Billy Lynn’s Long Halftime Walk, the new film by Ang Lee, appears to be dead on arrival in commercial terms. Which, of course, is a shame in aesthetic terms, because the cinema needs more people as perpetually willing to try shit as Ang Lee, regardless of whether it works. In this case, Lee was experimenting with high frame rate, shooting 120 frames per second with the intention of projecting at the same rate. This, Lee said, was in an attempt to create a more vivid sense of reality in the film’s depiction of war. But, considering only six theaters in the world are equipped to screen the film as it was shot, and advanced screenings for press went off awkwardly, by the time it reached the public Billy Lynn was a(nother) war movie without all that huge an ad budget that, despite the best efforts of Kristen Stewart fans on Twitter to fav and retweet literally every mention of her thirty billion times, lacked A-list stars in their most identifiable mode (Vin Diesel, after all, is not playing Dominic Torretto). And it made a hair less than a million dollars in its first weekend in wide release, which in movie math is holy shit awful, however much everyone reading (and, believe you me writing) these words would welcome that sum if it suddenly appeared in their bank account.

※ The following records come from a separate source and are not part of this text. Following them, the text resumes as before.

//! # Ancillary Control Data
//!
//! ## Purpose
//!
//! Send and receive calls may carry ancillary records next to the payload. Callers work with
//! typed records; protocol handlers see the generic wire form, a sequence of `cmsghdr`-style
//! records.
//!
//! ## How it works
//!
//! Each record is a 12-byte header (`len: u32`, `level: i32`, `type: i32`) padded to 8 bytes,
//! followed by the data, with the whole record padded to 8 bytes. `len` counts the padded
//! header plus the data. Known `(level, type)` pairs decode to typed variants, anything else is
//! kept as `Raw`. A record whose header or length runs past the end of the buffer stops the
//! decode and is reported as truncation instead of an error.
//!
//! ## Main components
//!
//! - `Ancillary`: typed records.
//! - `encode()`, `decode()`: conversion between typed records and the wire form.

use crate::options::{SO_TRAFFIC_CLASS, SOL_SOCKET};
use crate::tclass::TrafficClass;
use std::time::Duration;

const ALIGN: usize = 8;
const HDR_LEN: usize = 12;

const fn align(n: usize) -> usize {
    (n + ALIGN - 1) & !(ALIGN - 1)
}

const DATA_OFFSET: usize = align(HDR_LEN);

/// A typed ancillary record.
#[derive(Clone, Debug, PartialEq, Eq)]
pub enum Ancillary {
    /// Per-message traffic class.
    TrafficClass(TrafficClass),
    /// Receive timestamp since the Unix epoch.
    Timestamp(Duration),
    /// IPv6 packet info: interface index and address.
    PacketInfo { if_index: u32, addr: [u8; 16] },
    /// Anything without a typed form.
    Raw { level: i32, kind: i32, data: Vec<u8> },
}

impl Ancillary {
    fn level_kind(&self) -> (i32, i32) {
        match self {
            Ancillary::TrafficClass(_) => (SOL_SOCKET as i32, SO_TRAFFIC_CLASS as i32),
            Ancillary::Timestamp(_) => (libc::SOL_SOCKET, libc::SCM_TIMESTAMP),
            Ancillary::PacketInfo { .. } => (libc::IPPROTO_IPV6, libc::IPV6_PKTINFO),
            Ancillary::Raw { level, kind, .. } => (*level, *kind),
        }
    }

    fn data(&self) -> Vec<u8> {
        match self {
            Ancillary::TrafficClass(tc) => tc.value().to_ne_bytes().to_vec(),
            Ancillary::Timestamp(ts) => {
                let mut data = Vec::with_capacity(16);
                data.extend_from_slice(&(ts.as_secs() as i64).to_ne_bytes());
                data.extend_from_slice(&(ts.subsec_micros() as i64).to_ne_bytes());
                data
            }
            Ancillary::PacketInfo { if_index, addr } => {
                let mut data = Vec::with_capacity(20);
                data.extend_from_slice(addr);
                data.extend_from_slice(&if_index.to_ne_bytes());
                data
            }
            Ancillary::Raw { data, .. } => data.clone(),
        }
    }

    fn parse(level: i32, kind: i32, data: &[u8]) -> Self {
        let raw = || Ancillary::Raw {
            level,
            kind,
            data: data.to_vec(),
        };
        if level == SOL_SOCKET as i32 && kind == SO_TRAFFIC_CLASS as i32 && data.len() == 4 {
            let value = i32::from_ne_bytes([data[0], data[1], data[2], data[3]]);
            return TrafficClass::from_priority(value)
                .map(Ancillary::TrafficClass)
                .unwrap_or_else(|_| raw());
        }
        if level == libc::SOL_SOCKET && kind == libc::SCM_TIMESTAMP && data.len() == 16 {
            let mut sec = [0u8; 8];
            let mut usec = [0u8; 8];
            sec.copy_from_slice(&data[..8]);
            usec.copy_from_slice(&data[8..]);
            let (sec, usec) = (i64::from_ne_bytes(sec), i64::from_ne_bytes(usec));
            if sec >= 0 && (0..1_000_000).contains(&usec) {
                return Ancillary::Timestamp(
                    Duration::from_secs(sec as u64) + Duration::from_micros(usec as u64),
                );
            }
            return raw();
        }
        if level == libc::IPPROTO_IPV6 && kind == libc::IPV6_PKTINFO && data.len() == 20 {
            let mut addr = [0u8; 16];
            addr.copy_from_slice(&data[..16]);
            let if_index = u32::from_ne_bytes([data[16], data[17], data[18], data[19]]);
            return Ancillary::PacketInfo { if_index, addr };
        }
        raw()
    }
}

/// Encodes typed records into the wire form.
pub fn encode(records: &[Ancillary]) -> Vec<u8> {
    let mut out = Vec::new();
    for record in records {
        let (level, kind) = record.level_kind();
        let data = record.data();
        let len = DATA_OFFSET + data.len();
        let start = out.len();
        out.extend_from_slice(&(len as u32).to_ne_bytes());
        out.extend_from_slice(&level.to_ne_bytes());
        out.extend_from_slice(&kind.to_ne_bytes());
        out.resize(start + DATA_OFFSET, 0);
        out.extend_from_slice(&data);
        out.resize(start + align(len), 0);
    }
    out
}

/// Decodes the wire form. The flag is `true` when trailing bytes could not be decoded.
pub fn decode(mut bytes: &[u8]) -> (Vec<Ancillary>, bool) {
    let mut records = Vec::new();
    while !bytes.is_empty() {
        if bytes.len() < HDR_LEN {
            return (records, true);
        }
        let len = u32::from_ne_bytes([bytes[0], bytes[1], bytes[2], bytes[3]]) as usize;
        let level = i32::from_ne_bytes([bytes[4], bytes[5], bytes[6], bytes[7]]);
        let kind = i32::from_ne_bytes([bytes[8], bytes[9], bytes[10], bytes[11]]);
        if len < DATA_OFFSET || len > bytes.len() {
            return (records, true);
        }
        records.push(Ancillary::parse(level, kind, &bytes[DATA_OFFSET..len]));
        bytes = &bytes[align(len).min(bytes.len())..];
    }
    (records, false)
}

/// Traffic class requested by the records, if any.
pub(crate) fn traffic_class(records: &[Ancillary]) -> Option<TrafficClass> {
    records.iter().rev().find_map(|r| match r {
        Ancillary::TrafficClass(tc) => Some(*tc),
        _ => None,
    })
}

Given that this commercial fiasco was not directly due to a public rejection of high frame rate, it may appear hasty to argue against further experimentation with it in the commercial cinema, but that is exactly what I plan to do. Indeed, until fully, sensorially immersive virtual reality is possible, the cinema should not settle for less.

This is leaving aside the fact that VR, of this type, would be a separate medium from cinema as we’ve ever known it. Even the most transformational advances in cinema have yet to alter the basic reality that once the medium took any kind of form at all it did so as a medium defined by editing. It’s through the juxtaposition of one (usually moving) image and the next, and the manipulations made possible by arrangements, that cinema became what it is. VR points to a constructed universe that must seem seamless, where any manipulations have to be invisible lest disbelief lose its suspension. If VR is an extension of any existing medium, video games are the springboard. Immersive technologies, not to belabor the obvious, lend themselves to immersion, which despite the cinema’s power to compel and elicit emotion, it can never fully achieve. Past a certain point, true immersion needs to leave cinema behind.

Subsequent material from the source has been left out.